Sorry, what? I thought the fear was that we don't know how to make helpful AI at all. (And that people who think they're being helped by seductively helpful-sounding LLM assistants are being misled by surface appearances; the shoggoth underneath has its own desires that we won't like when it's powerful enough to persue them autonomously.) In contrast, this almost makes it sound like you think it is plausible to align AI to its user's intent, but that this would be bad if the users aren't one of "us"—you know, the good alignment researchers who want to use AI to take over the universe, totally unlike those evil capabilities researchers who want to use AI to produce economically valuable goods and services.

Comment by Zack_M_Davis on Ironing Out the Squiggles · 2024-05-01T06:17:58.842Z · LW · GW

Sorry, this doesn't make sense to me. The boundary doesn't need to be smooth in an absolute sense in order to exist and be learnable (whether by neural nets or something else). There exists a function from business plans to their profitability. The worry is that if you try to approximate that function with standard ML tools, then even if your approximation is highly accurate on any normal business plan, it's not hard to construct an artificial plan on which it won't be.

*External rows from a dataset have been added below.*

//! Configuration loading from environment variables.

use crate::constants::{DEFAULT_AUTO_SAVE_INTERVAL_MS, DEFAULT_HISTORY_LIMIT, HISTORY_FILE_NAME};
use std::env;
use std::path::PathBuf;
use std::time::Duration;

/// Runtime configuration for snipbook.
#[derive(Debug, Clone, PartialEq, Eq)]
pub struct Config {
    /// Directory holding one JSON file per snippet.
    pub data_dir: PathBuf,
    /// Newline-delimited search keyword history.
    pub history_path: PathBuf,
    /// Autosave polling interval in milliseconds.
    pub auto_save_interval: u64,
    /// Maximum number of remembered search keywords.
    pub history_limit: usize,
    /// Start the tree search in regex mode.
    pub regex_search: bool,
}

/// Expand tilde (~) in paths to the user's home directory
fn expand_tilde(path: String) -> PathBuf {
    if let Some(rest) = path.strip_prefix("~/") {
        if let Some(home) = resolve_home_dir() {
            return home.join(rest);
        }
    }
    PathBuf::from(path)
}

fn resolve_home_dir() -> Option<PathBuf> {
    if let Ok(home) = env::var("HOME") {
        if !home.trim().is_empty() {
            return Some(PathBuf::from(home));
        }
    }

    // Windows
    if let Ok(profile) = env::var("USERPROFILE") {
        if !profile.trim().is_empty() {
            return Some(PathBuf::from(profile));
        }
    }

    std::env::current_dir().ok()
}

fn default_base_dir() -> PathBuf {
    resolve_home_dir()
        .unwrap_or_else(|| PathBuf::from("."))
        .join(".cache")
        .join("snipbook")
}

/// Parse a boolean-like environment flag value.
///
/// # Supported Values
/// - Truthy: `1`, `true`, `yes`, `on`
/// - Falsy: `0`, `false`, `no`, `off`, empty string
///
/// Matching is case-insensitive and ignores surrounding whitespace.
pub fn parse_env_flag(value: &str) -> Option<bool> {
    let normalized = value.trim().to_ascii_lowercase();
    match normalized.as_str() {
        "1" | "true" | "yes" | "on" => Some(true),
        "" | "0" | "false" | "no" | "off" => Some(false),
        _ => None,
    }
}

/// Read a boolean flag from the environment.
///
/// Missing or unrecognized values are treated as `false`.
pub fn env_flag_enabled(name: &str) -> bool {
    env::var(name)
        .ok()
        .and_then(|value| parse_env_flag(&value))
        .unwrap_or(false)
}

fn env_number<T: std::str::FromStr>(name: &str) -> Option<T> {
    env::var(name).ok().and_then(|raw| raw.trim().parse().ok())
}

impl Config {
    /// Load configuration from environment variables.
    ///
    /// # Returns
    /// A populated [`Config`] with defaults applied when env vars are missing.
    pub fn from_env() -> Self {
        let base = default_base_dir();
        Self {
            data_dir: env::var("SNIPBOOK_DATA_DIR")
                .map(expand_tilde)
                .unwrap_or_else(|_| base.join("data")),
            history_path: env::var("SNIPBOOK_HISTORY_FILE")
                .map(expand_tilde)
                .unwrap_or_else(|_| base.join(HISTORY_FILE_NAME)),
            auto_save_interval: env_number("SNIPBOOK_AUTOSAVE_INTERVAL_MS")
                .filter(|ms| *ms > 0)
                .unwrap_or(DEFAULT_AUTO_SAVE_INTERVAL_MS),
            history_limit: env_number("SNIPBOOK_HISTORY_LIMIT")
                .filter(|limit| *limit > 0)
                .unwrap_or(DEFAULT_HISTORY_LIMIT),
            regex_search: env_flag_enabled("SNIPBOOK_REGEX_SEARCH"),
        }
    }

    /// Configuration rooted at `dir`, used by tests and the `--data-dir` flag.
    pub fn with_data_dir(dir: impl Into<PathBuf>) -> Self {
        let data_dir = dir.into();
        let history_path = data_dir
            .parent()
            .map(|parent| parent.join(HISTORY_FILE_NAME))
            .unwrap_or_else(|| PathBuf::from(HISTORY_FILE_NAME));
        Self {
            data_dir,
            history_path,
            auto_save_interval: DEFAULT_AUTO_SAVE_INTERVAL_MS,
            history_limit: DEFAULT_HISTORY_LIMIT,
            regex_search: false,
        }
    }

    /// Autosave interval as a [`Duration`].
    pub fn auto_save_delay(&self) -> Duration {
        Duration::from_millis(self.auto_save_interval)
    }
}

But this seems like a limitation of the tools; I don't think it's because the space of business plans is inherently fractally complex and unmodelable.

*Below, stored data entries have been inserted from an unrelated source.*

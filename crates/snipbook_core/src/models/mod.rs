//! Data models for persisted snippets.

/// Snippet record and kind types.
pub mod snippet;

#[cfg(test)]
mod tests;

Comment by Zack_M_Davis on Ironing Out the Squiggles · 2024-05-01T03:10:14.830Z · LW · GW

Unless you do conditional sampling of a learned distribution, where you constrain the samples to be in a specific a-priori-extremely-unlikely subspace, in which case sampling becomes isomorphic to optimization in theory

Right. I think the optimists would say that conditional sampling works great in practice, and that this bodes well for applying similar techniques to more ambitious domains. There's no chance of this image being in the Stable Diffusion pretraining set:

One could reply, "Oh, sure, it's obvious that you can conditionally sample a learned distribution to safely do all sorts of economically valuable cognitive tasks, but that's not the danger of true AGI." And I ultimately think you're correct about that. But I don't think the conditional-sampling thing was obvious in 2004.